The Organ Donation Wales website doesn’t state that the family will be given the final say, it merely says that “Families will always have a very important part to play…”. This sounds suspiciously like government-speak for: we’ll listen to your family but in the end do what we want. After all, we know best and we have the best of intentions.

Beware the humanitarian with a scalpel.

If we want or need to encourage more people to sign up to become organ donors then we should content ourselves with doing it in the only way that respects human liberty and property rights; by using persuasion and argument based on reason and evidence – awareness campaigns etc.

As ever, the temptation to use the law and the coercive apparatus of the State to attempt to solve a social problem is immense, especially when we’re dreaming of saving lives by doing so, but it’s one we must resist. We must embrace liberty and have faith in science, technology and free markets to save, lengthen and improve the quality of human lives. After all, it’s been doing so for hundreds of years already.


  1. The US has an opt-in/out system; when you get a driver’s license or a non-driver’s ID card, there’s a box to check, yes or no. I opted out, there and here, because I have a vision condition that’s systemic. Someone who would get one of my organs (any one, not just my corneas, which are the affected parts of my eyes and automatically disqualified from donation) would have the odds of developing it skyrocket.
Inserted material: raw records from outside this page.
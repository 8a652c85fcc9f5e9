// ============================================================================
// Axum Routes Module
// ============================================================================
//
// Structure:
// - mod.rs: Main router assembly and middleware
// - health.rs: Root welcome and health check endpoints
// - messages.rs: Message CRUD and reorder endpoints
// - middleware.rs: Request logging
//
// ============================================================================

mod health;
mod messages;
mod middleware;

use axum::{
    http::HeaderValue,
    routing::{get, post, put},
    Router,
};
use std::sync::Arc;
use tower::ServiceBuilder;
use tower_http::cors::{Any, CorsLayer};
use tower_http::trace::TraceLayer;

use crate::config::Config;
use crate::context::AppContext;

/// Create the main application router with all routes
pub fn create_router(app_context: Arc<AppContext>) -> Router {
    let cors = cors_layer(&app_context.config);

    let messages_routes = Router::new()
        .route(
            "/",
            get(messages::list_messages).post(messages::create_message),
        )
        .route("/reorder", post(messages::reorder_messages))
        .route(
            "/:id",
            put(messages::update_message).delete(messages::delete_message),
        );

    Router::new()
        .route("/", get(health::root))
        .route("/health", get(health::health_check))
        .nest("/messages", messages_routes)
        // Apply middleware (order matters - last added runs first)
        .layer(
            ServiceBuilder::new()
                // Tracing layer (outermost - runs first)
                .layer(TraceLayer::new_for_http())
                // Request logging
                .layer(axum::middleware::from_fn(middleware::request_logging))
                .layer(cors)
                .into_inner(),
        )
        .with_state(app_context)
}

/// Build the CORS layer from configuration.
/// An empty origin list allows any origin (local frontend development).
fn cors_layer(config: &Config) -> CorsLayer {
    if config.cors_allowed_origins.is_empty() {
        CorsLayer::new()
            .allow_origin(Any)
            .allow_methods(Any)
            .allow_headers(Any)
    } else {
        let origins: Vec<HeaderValue> = config
            .cors_allowed_origins
            .iter()
            .filter_map(|origin| origin.parse().ok())
            .collect();

        CorsLayer::new()
            .allow_origin(origins)
            .allow_methods(Any)
            .allow_headers(Any)
    }
}
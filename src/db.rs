use anyhow::{Context, Result};
use serde::{Deserialize, Serialize};
use sqlx::sqlite::{SqliteConnectOptions, SqlitePoolOptions};
use sqlx::{Pool, Sqlite};
use std::str::FromStr;
use std::time::Duration;

use crate::config::Config;

pub type DbPool = Pool<Sqlite>;

/// A stored message with its display-order key.
///
/// `order` is the sort key for display sequence. It is not enforced unique;
/// listing tie-breaks on `id` (insertion order).
#[derive(Debug, Clone, Serialize, Deserialize, sqlx::FromRow)]
pub struct Message {
    pub id: i64,
    pub content: String,
    pub order: i64,
}

pub async fn create_pool(config: &Config) -> Result<DbPool> {
    let options = SqliteConnectOptions::from_str(&config.database_url)
        .context("Invalid DATABASE_URL")?
        .create_if_missing(true);

    let pool = SqlitePoolOptions::new()
        .max_connections(config.db.max_connections)
        .acquire_timeout(Duration::from_secs(config.db.acquire_timeout_secs))
        .connect_with(options)
        .await?;

    Ok(pool)
}

/// Creates the messages table if it does not exist.
///
/// Safe to call against an already-initialized store; runs once during
/// process bootstrap.
pub async fn init_schema(pool: &DbPool) -> Result<(), sqlx::Error> {
    sqlx::query(
        r#"
        CREATE TABLE IF NOT EXISTS messages (
            id INTEGER PRIMARY KEY AUTOINCREMENT,
            content TEXT NOT NULL,
            "order" INTEGER NOT NULL DEFAULT 0
        )
        "#,
    )
    .execute(pool)
    .await?;

    Ok(())
}

pub async fn list_messages(pool: &DbPool) -> Result<Vec<Message>, sqlx::Error> {
    let messages = sqlx::query_as::<_, Message>(
        r#"
        SELECT id, content, "order"
        FROM messages
        ORDER BY "order" ASC, id ASC
        "#,
    )
    .fetch_all(pool)
    .await?;

    Ok(messages)
}

/// Inserts a new message with the next order key.
///
/// The order key is assigned inside the insert itself, so two concurrent
/// creates cannot read the same maximum.
pub async fn create_message(pool: &DbPool, content: &str) -> Result<Message, sqlx::Error> {
    let message = sqlx::query_as::<_, Message>(
        r#"
        INSERT INTO messages (content, "order")
        VALUES ($1, (SELECT COALESCE(MAX("order"), 0) + 1 FROM messages))
        RETURNING id, content, "order"
        "#,
    )
    .bind(content)
    .fetch_one(pool)
    .await?;

    Ok(message)
}

/// Overwrites the content of an existing message, leaving its order key
/// untouched. Returns `None` if no message has the given id.
pub async fn update_message_content(
    pool: &DbPool,
    message_id: i64,
    content: &str,
) -> Result<Option<Message>, sqlx::Error> {
    let message = sqlx::query_as::<_, Message>(
        r#"
        UPDATE messages
        SET content = $1
        WHERE id = $2
        RETURNING id, content, "order"
        "#,
    )
    .bind(content)
    .bind(message_id)
    .fetch_optional(pool)
    .await?;

    Ok(message)
}

/// Removes a message permanently. Returns `false` if no message has the
/// given id. Remaining order keys are not renumbered.
pub async fn delete_message(pool: &DbPool, message_id: i64) -> Result<bool, sqlx::Error> {
    let result = sqlx::query("DELETE FROM messages WHERE id = $1")
        .bind(message_id)
        .execute(pool)
        .await?;

    Ok(result.rows_affected() > 0)
}

/// Applies a batch of `(id, order)` updates in a single transaction.
///
/// Ids without a matching message are skipped; the transaction commits
/// regardless of how many rows each update touched.
pub async fn reorder_messages(
    pool: &DbPool,
    updates: &[(i64, i64)],
) -> Result<(), sqlx::Error> {
    let mut tx = pool.begin().await?;

    for &(message_id, order) in updates {
        sqlx::query(r#"UPDATE messages SET "order" = $1 WHERE id = $2"#)
            .bind(order)
            .bind(message_id)
            .execute(&mut *tx)
            .await?;
    }

    tx.commit().await?;

    Ok(())
}
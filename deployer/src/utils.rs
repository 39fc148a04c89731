// deployer/src/utils.rs

use ethers::types::{Address, U256};
use ethers::utils::{format_units as ethers_format_units, to_checksum};
use eyre::Result;
use serde::Serializer;

/// Serializes an address in EIP-55 mixed-case form, the way web3 tooling prints it.
pub fn serialize_checksummed<S: Serializer>(address: &Address, serializer: S) -> Result<S::Ok, S::Error> {
    serializer.serialize_str(&to_checksum(address, None))
}

pub fn format_units(value: U256, units: &str) -> Result<String> {
    ethers_format_units(value, units).map_err(|e| eyre::eyre!("Failed to format units: {}", e))
}

/// Human-readable gwei amount for logs; falls back to raw wei.
pub fn display_gwei(value: U256) -> String {
    format_units(value, "gwei").map(|s| format!("{s} gwei")).unwrap_or_else(|_| format!("{value} wei"))
}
    My question, then, is from a kind of wonky angle: This isn’t something that’s routinely tested for. Would someone taking my organs even know? Would a person receiving one know? That’s why I opted out; it would be a one hell of a nasty surprise package. What systems will be in place to prevent that kind of problem?


    • That’s a good point. I wonder if the risk of such a condition being overlooked might increase when potentially there’s so many more organ transplant procedures being undertaken. This seems to fall into the category of unintended/unforeseen consequences. Thanks for the comment.